### [THE DATA]

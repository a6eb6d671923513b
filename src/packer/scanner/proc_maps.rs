//! Library detection through `/proc/<pid>/maps`.

use super::library::LibraryDetector;
use crate::packer::{
    error::{Error, Result},
    path::PackPath,
};
use regex::Regex;
use std::{collections::HashSet, io, path::PathBuf};

/// Shared object file names: `foo.so` or `foo.so.1.2`.
pub const SHARED_OBJECT_PATTERN: &str = r"\.so(\.|$)";

#[derive(Debug)]
pub struct ProcMapsDetector {
    pattern: Regex,
    proc_root: PathBuf,
}

impl ProcMapsDetector {
    pub fn new() -> Result<Self> {
        Ok(Self {
            pattern: Regex::new(SHARED_OBJECT_PATTERN)?,
            proc_root: PathBuf::from("/proc"),
        })
    }
}

impl LibraryDetector for ProcMapsDetector {
    fn strategy(&self) -> &'static str {
        "/proc maps"
    }

    fn loaded_libraries(&self, pid: u32) -> Result<Vec<PackPath>> {
        let maps = self.proc_root.join(pid.to_string()).join("maps");
        match std::fs::read_to_string(&maps) {
            Ok(text) => Ok(parse_maps(&text, &self.pattern)),
            Err(e) if e.kind() == io::ErrorKind::NotFound => {
                log::warn!(
                    "{} not available, native libraries will not be detected",
                    maps.display()
                );
                Ok(Vec::new())
            }
            Err(error) => Err(Error::Fs {
                context: "reading process memory map",
                path: maps,
                error,
            }),
        }
    }
}

/// Extract mapped file paths matching `pattern` from a maps listing.
///
/// Each line is `address perms offset dev inode [pathname]`. Anonymous and
/// pseudo mappings (`[heap]`, `[vdso]`) have no absolute path and are
/// skipped. The result is deduplicated, first mapping first.
pub fn parse_maps(text: &str, pattern: &Regex) -> Vec<PackPath> {
    let mut seen = HashSet::new();
    let mut libraries = Vec::new();

    for line in text.lines() {
        let pathname = pathname_field(line).trim_end_matches(" (deleted)");
        if !pathname.starts_with('/') {
            continue;
        }
        let path = PackPath::new(pathname);
        if !pattern.is_match(path.file_name()) {
            continue;
        }
        if seen.insert(path.clone()) {
            libraries.push(path);
        }
    }
    libraries
}

/// Everything after the fifth field, as written. Pathnames may contain runs
/// of spaces.
fn pathname_field(line: &str) -> &str {
    let mut rest = line;
    for _ in 0..5 {
        rest = rest.trim_start();
        rest = match rest.find(char::is_whitespace) {
            Some(end) => &rest[end..],
            None => "",
        };
    }
    rest.trim_start()
}
//! Executable assembly.
//!
//! An artifact is the stub image, an optional icon resource injected by an
//! external tool, the opcode region, `END` and the trailer:
//!
//! ```text
//! [stub image][icon]?[ENABLE_DEBUG_MODE]?[CREATE_INST_DIRECTORY]?
//! [opcodes | DECOMPRESS_LZMA(opcodes)][END][offset u32][41 B6 BA 4E]
//! ```
//!
//! Uncompressed builds stream opcodes into the destination through a
//! buffered writer. Compressed builds keep them in memory until
//! [`ExecutableAssembler::finish`] hands the whole buffer to the codec.

use super::{InstallBuilder, codec::ExternalCodec, icon};
use crate::packer::{
    error::{Context, Error, ErrorExt, Result},
    opcode::{Opcode, OpcodeStream, Trailer},
    path::PackPath,
    settings::{DuplicatePolicy, InstDirFlags, Settings},
};
use std::{
    fs::{File, OpenOptions},
    io::{self, BufWriter, Write},
    path::{Path, PathBuf},
};

/// Inputs of one assembly.
#[derive(Debug, Clone)]
pub struct AssemblyOptions {
    pub destination: PathBuf,
    pub stub_image: PathBuf,
    pub icon: Option<PathBuf>,
    pub icon_tool: Option<PathBuf>,
    /// Prefix the opcodes with ENABLE_DEBUG_MODE.
    pub debug: bool,
    /// Emit CREATE_INST_DIRECTORY; `None` for installer artifacts.
    pub inst_dir: Option<InstDirFlags>,
    /// Compress the opcode region through this codec.
    pub codec: Option<ExternalCodec>,
    pub duplicate_policy: DuplicatePolicy,
}

impl AssemblyOptions {
    /// Uncompressed assembly of `stub_image` into `destination` with no
    /// install directory opcode.
    pub fn new(destination: impl Into<PathBuf>, stub_image: impl Into<PathBuf>) -> Self {
        Self {
            destination: destination.into(),
            stub_image: stub_image.into(),
            icon: None,
            icon_tool: None,
            debug: false,
            inst_dir: None,
            codec: None,
            duplicate_policy: DuplicatePolicy::default(),
        }
    }

    /// Options for the self-extracting executable described by `settings`.
    pub fn from_settings(settings: &Settings) -> Result<Self> {
        let codec = if settings.compression() {
            let program = settings
                .codec()
                .context("compression requested but no LZMA codec was found (use --codec or --no-lzma)")?;
            Some(ExternalCodec::new(program, settings.work_dir()))
        } else {
            None
        };
        if settings.icon().is_some() && settings.icon_tool().is_none() {
            crate::bail!("an icon was given but no icon tool was found (use --icon-tool)");
        }

        Ok(Self {
            destination: settings.output().to_path_buf(),
            stub_image: settings.stub_image().to_path_buf(),
            icon: settings.icon().map(Path::to_path_buf),
            icon_tool: settings.icon_tool().map(Path::to_path_buf),
            debug: settings.debug(),
            inst_dir: Some(settings.inst_dir_flags()),
            codec,
            duplicate_policy: settings.duplicate_policy(),
        })
    }
}

/// Where encoded opcodes go: the destination file, or a memory buffer once
/// buffering has started.
#[derive(Debug)]
pub struct OutputSink {
    file: BufWriter<File>,
    buffer: Option<Vec<u8>>,
}

impl OutputSink {
    fn begin_buffering(&mut self) {
        self.buffer = Some(Vec::new());
    }

    fn take_buffer(&mut self) -> Option<Vec<u8>> {
        self.buffer.take()
    }
}

impl Write for OutputSink {
    fn write(&mut self, buf: &[u8]) -> io::Result<usize> {
        match &mut self.buffer {
            Some(buffer) => buffer.write(buf),
            None => self.file.write(buf),
        }
    }

    fn flush(&mut self) -> io::Result<()> {
        self.file.flush()
    }
}

/// Result of a completed assembly.
#[derive(Debug, Clone)]
pub struct AssembledExecutable {
    pub path: PathBuf,
    pub opcode_offset: u32,
    /// Opcodes appended before finalization, prelude included.
    pub opcodes: usize,
    pub size: u64,
}

/// Writes a self-extracting executable.
#[derive(Debug)]
pub struct ExecutableAssembler {
    destination: PathBuf,
    opcode_offset: u32,
    stream: OpcodeStream<OutputSink>,
    codec: Option<ExternalCodec>,
}

impl ExecutableAssembler {
    /// Copy the stub to the destination, inject the icon and write the
    /// uncompressed prelude. The destination is truncated if it exists.
    pub fn create(options: AssemblyOptions) -> Result<Self> {
        let AssemblyOptions {
            destination,
            stub_image,
            icon,
            icon_tool,
            debug,
            inst_dir,
            codec,
            duplicate_policy,
        } = options;

        let stub = std::fs::read(&stub_image).map_err(|error| {
            if error.kind() == io::ErrorKind::NotFound {
                Error::MissingStubImage(stub_image.clone())
            } else {
                Error::Fs {
                    context: "reading stub image",
                    path: stub_image.clone(),
                    error,
                }
            }
        })?;

        if let Some(parent) = destination.parent()
            && !parent.as_os_str().is_empty()
        {
            std::fs::create_dir_all(parent).fs_context("creating output directory", parent)?;
        }
        std::fs::write(&destination, &stub).fs_context("copying stub image", &destination)?;
        log::debug!(
            "Copied stub {} ({} bytes) to {}",
            stub_image.display(),
            stub.len(),
            destination.display()
        );

        if let Some(icon) = &icon {
            let tool = icon_tool
                .as_deref()
                .context("an icon was given but no icon tool is configured")?;
            icon::embed_icon(tool, &destination, icon)?;
        }

        let file = OpenOptions::new()
            .append(true)
            .open(&destination)
            .fs_context("opening executable for append", &destination)?;
        let opcode_offset = u32::try_from(
            file.metadata()
                .fs_context("reading executable size", &destination)?
                .len(),
        )?;

        let sink = OutputSink {
            file: BufWriter::new(file),
            buffer: None,
        };
        let mut stream = OpcodeStream::new(sink).with_duplicate_policy(duplicate_policy);

        if debug {
            stream.push(&Opcode::EnableDebugMode)?;
        }
        if let Some(flags) = inst_dir {
            stream.push(&Opcode::CreateInstDirectory {
                next_to_exe: flags.next_to_exe,
                delete_after: flags.delete_after,
                chdir_before: flags.chdir_before,
            })?;
        }
        if codec.is_some() {
            stream.get_mut().begin_buffering();
        }

        Ok(Self {
            destination,
            opcode_offset,
            stream,
            codec,
        })
    }

    /// Offset of the first opcode, as recorded in the trailer.
    pub fn opcode_offset(&self) -> u32 {
        self.opcode_offset
    }

    /// Compress if configured, then write `END` and the trailer.
    ///
    /// A codec failure aborts here, before the trailer exists, so the
    /// partial destination never carries a valid signature.
    pub fn finish(mut self) -> Result<AssembledExecutable> {
        let opcodes = self.stream.opcode_count();
        let region = self.stream.bytes_written();

        let sink = self.stream.finalize()?;
        if let Some(buffer) = sink.take_buffer() {
            let codec = self
                .codec
                .as_ref()
                .context("opcode buffer present without a codec")?;
            log::info!("Compressing {} bytes of opcodes", buffer.len());
            let data = codec.compress(&buffer)?;
            Opcode::DecompressLzma { data }.encode(sink)?;
        }

        let sink = self.stream.close()?;
        Opcode::End.encode(sink)?;
        sink.write_all(
            &Trailer {
                opcode_offset: self.opcode_offset,
            }
            .to_bytes(),
        )?;
        sink.flush()
            .fs_context("writing executable", &self.destination)?;
        drop(self.stream);

        #[cfg(unix)]
        {
            use std::os::unix::fs::PermissionsExt;
            let mut perms = std::fs::metadata(&self.destination)?.permissions();
            perms.set_mode(0o755);
            std::fs::set_permissions(&self.destination, perms)?;
        }

        let size = std::fs::metadata(&self.destination)
            .fs_context("reading executable size", &self.destination)?
            .len();
        log::debug!(
            "Wrote {} opcodes ({} bytes before compression) at offset {}, {} bytes total",
            opcodes,
            region,
            self.opcode_offset,
            size
        );

        Ok(AssembledExecutable {
            path: self.destination,
            opcode_offset: self.opcode_offset,
            opcodes,
            size,
        })
    }
}

impl InstallBuilder for ExecutableAssembler {
    fn create_directory(&mut self, path: &PackPath) -> Result<()> {
        self.stream.create_directory(path).map(|_| ())
    }

    fn create_file(&mut self, source: &PackPath, target: &PackPath) -> Result<bool> {
        self.stream.create_file(target, source.as_ref())
    }

    fn create_process(&mut self, image: &PackPath, cmdline: &[u8]) -> Result<()> {
        self.stream.create_process(image, cmdline)
    }

    fn post_create_process(&mut self, image: &PackPath, cmdline: &[u8]) -> Result<()> {
        self.stream.post_create_process(image, cmdline)
    }

    fn set_env(&mut self, name: &str, value: &str) -> Result<()> {
        self.stream.set_env(name, value)
    }
}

### [WORK TO BE COMPLETED]
In the data above, find the line with "Library detection through" and the line with "Each line is". Retype both, plus every line between them, exactly.

### [SOLUTION TO THIS PROBLEM]
//! Library detection through `/proc/<pid>/maps`.

use super::library::LibraryDetector;
use crate::packer::{
    error::{Error, Result},
    path::PackPath,
};
use regex::Regex;
use std::{collections::HashSet, io, path::PathBuf};

/// Shared object file names: `foo.so` or `foo.so.1.2`.
pub const SHARED_OBJECT_PATTERN: &str = r"\.so(\.|$)";

#[derive(Debug)]
pub struct ProcMapsDetector {
    pattern: Regex,
    proc_root: PathBuf,
}

impl ProcMapsDetector {
    pub fn new() -> Result<Self> {
        Ok(Self {
            pattern: Regex::new(SHARED_OBJECT_PATTERN)?,
            proc_root: PathBuf::from("/proc"),
        })
    }
}

impl LibraryDetector for ProcMapsDetector {
    fn strategy(&self) -> &'static str {
        "/proc maps"
    }

    fn loaded_libraries(&self, pid: u32) -> Result<Vec<PackPath>> {
        let maps = self.proc_root.join(pid.to_string()).join("maps");
        match std::fs::read_to_string(&maps) {
            Ok(text) => Ok(parse_maps(&text, &self.pattern)),
            Err(e) if e.kind() == io::ErrorKind::NotFound => {
                log::warn!(
                    "{} not available, native libraries will not be detected",
                    maps.display()
                );
                Ok(Vec::new())
            }
            Err(error) => Err(Error::Fs {
                context: "reading process memory map",
                path: maps,
                error,
            }),
        }
    }
}

/// Extract mapped file paths matching `pattern` from a maps listing.
///
/// Each line is `address perms offset dev inode [pathname]`. Anonymous and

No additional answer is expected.